Louis G. Cornacchia  Mr. Cornacchia has served as a director of Axonyx since February 21, 2003. Louis Cornacchia has extensive experience in managing several engineering consultancy companies. Louis Cornacchia received a bachelors in Electrical Engineering from Manhattan College in 1955. Between 1955 and 1963, Mr. Cornacchia was employed as an RF engineer at Hazeltine Electronics Corp., at the Loral Systems Design Team where he worked on design of countermeasures/reconnaissance systems, and subsequently was employed as Chief Engineer at Victory Electronics developing light imaging scopes for the U.S. Army. In 1963 Mr. Cornacchia joined Norden Systems where he worked as a Test Equipment Manager for the F111D avionics program. In 1969, Mr. Cornacchia formed Collins Consultants International, Ltd., an engineering consultancy providing services to Norden Systems and multiple defense engineering companies. In 1974, Mr. Cornacchia formed Charger Tech Services, another engineering services company. In 1987, Mr. Cornacchia formed Scinetics, an engineering consultancy that provides microwave wireless engineering services. Scinetics provides engineering services for mobile cellular and PCS wireless companies, assisting them in obtaining approvals for seamless wireless networks. Mr. Cornacchia is presently the President of Scinetics. Mr. Cornacchia has also served as Chairman of the Board of Directors of Reliance Bank, White Plains, New York (1992-1995)and as a member of the Advisory Board of Patriot National Bank, Stamford, Connecticut (1995-2000).

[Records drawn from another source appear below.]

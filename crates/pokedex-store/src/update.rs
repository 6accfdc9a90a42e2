use bson::{Bson, Document};

use crate::error::StoreError;
use crate::path::{check_path, get_path, set_path, unset_path};

#[derive(Debug, Clone, PartialEq)]
pub enum UpdateOp {
    Set(String, Bson),
    Unset(String),
    Inc(String, Bson),
}

/// A parsed update document.
///
/// Follows document-database update semantics:
/// - plain top-level keys are an implicit `$set` of that field
/// - `{ "$set": { path: value } }` sets dot-paths, creating sub-documents
/// - `{ "$unset": { path: _ } }` removes fields
/// - `{ "$inc": { path: number } }` adds to a numeric field (missing counts as 0)
#[derive(Debug, Clone, PartialEq, Default)]
pub struct Update {
    pub ops: Vec<UpdateOp>,
}

impl Update {
    pub fn parse(doc: &Document) -> Result<Self, StoreError> {
        let mut ops = Vec::new();

        for (key, value) in doc {
            match key.as_str() {
                "$set" => {
                    for (path, v) in operator_doc(key, value)? {
                        check_path(path)?;
                        ops.push(UpdateOp::Set(path.clone(), v.clone()));
                    }
                }
                "$unset" => {
                    for (path, _) in operator_doc(key, value)? {
                        check_path(path)?;
                        ops.push(UpdateOp::Unset(path.clone()));
                    }
                }
                "$inc" => {
                    for (path, v) in operator_doc(key, value)? {
                        check_path(path)?;
                        if !is_number(v) {
                            return Err(StoreError::InvalidUpdate(format!(
                                "$inc value for '{path}' must be a number"
                            )));
                        }
                        ops.push(UpdateOp::Inc(path.clone(), v.clone()));
                    }
                }
                k if k.starts_with('$') => {
                    return Err(StoreError::InvalidUpdate(format!("unknown update operator: {k}")));
                }
                _ => {
                    check_path(key)?;
                    ops.push(UpdateOp::Set(key.clone(), value.clone()));
                }
            }
        }

        Ok(Self { ops })
    }

    /// Apply to a copy of `doc`, returning the post-update document.
    ///
    /// `_id` may be set to its current value but never changed or removed.
    pub fn apply(&self, doc: &Document) -> Result<Document, StoreError> {
        let mut updated = doc.clone();

        for op in &self.ops {
            match op {
                UpdateOp::Set(path, value) => {
                    guard_id(doc, path, Some(value))?;
                    set_path(&mut updated, path, value.clone())?;
                }
                UpdateOp::Unset(path) => {
                    guard_id(doc, path, None)?;
                    unset_path(&mut updated, path);
                }
                UpdateOp::Inc(path, delta) => {
                    guard_id(doc, path, None)?;
                    let current = get_path(&updated, path).cloned().unwrap_or(Bson::Int32(0));
                    let sum = add_numbers(&current, delta).ok_or_else(|| {
                        StoreError::InvalidUpdate(format!("cannot apply $inc to non-numeric field '{path}'"))
                    })?;
                    set_path(&mut updated, path, sum)?;
                }
            }
        }

        Ok(updated)
    }
}

fn operator_doc<'a>(op: &str, value: &'a Bson) -> Result<&'a Document, StoreError> {
    match value {
        Bson::Document(d) => Ok(d),
        _ => Err(StoreError::InvalidUpdate(format!("{op} value must be a document"))),
    }
}

fn guard_id(current: &Document, path: &str, value: Option<&Bson>) -> Result<(), StoreError> {
    if path != "_id" && !path.starts_with("_id.") {
        return Ok(());
    }
    match (path, value) {
        ("_id", Some(v)) if current.get("_id") == Some(v) => Ok(()),
        _ => Err(StoreError::ImmutableField("_id".into())),
    }
}

fn is_number(value: &Bson) -> bool {
    matches!(value, Bson::Int32(_) | Bson::Int64(_) | Bson::Double(_))
}

fn add_numbers(a: &Bson, b: &Bson) -> Option<Bson> {
    match (a, b) {
        (Bson::Int32(a), Bson::Int32(b)) => Some(match a.checked_add(*b) {
            Some(sum) => Bson::Int32(sum),
            None => Bson::Int64(*a as i64 + *b as i64),
        }),
        (Bson::Int32(a), Bson::Int64(b)) => (*a as i64).checked_add(*b).map(Bson::Int64),
        (Bson::Int64(a), Bson::Int32(b)) => a.checked_add(*b as i64).map(Bson::Int64),
        (Bson::Int64(a), Bson::Int64(b)) => a.checked_add(*b).map(Bson::Int64),
        (Bson::Double(a), Bson::Double(b)) => Some(Bson::Double(a + b)),
        (Bson::Double(a), Bson::Int32(b)) => Some(Bson::Double(a + *b as f64)),
        (Bson::Double(a), Bson::Int64(b)) => Some(Bson::Double(a + *b as f64)),
        (Bson::Int32(a), Bson::Double(b)) => Some(Bson::Double(*a as f64 + b)),
        (Bson::Int64(a), Bson::Double(b)) => Some(Bson::Double(*a as f64 + b)),
        _ => None,
    }
}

Steven H. Ferris, Ph.D. Dr. Ferris has served as a director of Axonyx since January 6, 2003. Dr. Ferris is a neuropsychologist, psychopharmacologist, and gerontologist who has been studying brain aging and Alzheimer’s disease for over thirty years. Dr. Ferris is the Friedman Professor of the Alzheimer’s Disease Center in the Department of Psychiatry at New York University (NYU) School of Medicine, Executive Director of NYU’s Silberstein Institute for Aging and Dementia and Principal Investigator of their Alzheimer’s Disease Center. Dr. Ferris has been at the NYU School of Medicine since 1973, where he has conducted a major research program focusing on cognitive assessment, early diagnosis and treatment of brain aging and Alzheimer’s disease. He has served as the Associate Editor in Chief of Alzheimer Disease and Associated Disorders, is a member of the Medical and Scientific Affairs Council of the national Alzheimer’s Association, has served on several NIH peer review panels, and has been a member of the FDA Advisory Committee which reviews new drugs for Alzheimer’s disease. He has conducted more than 50 clinical trials in aging and dementia and has been a consultant to numerous pharmaceutical companies who are developing new treatments for Alzheimer’s disease.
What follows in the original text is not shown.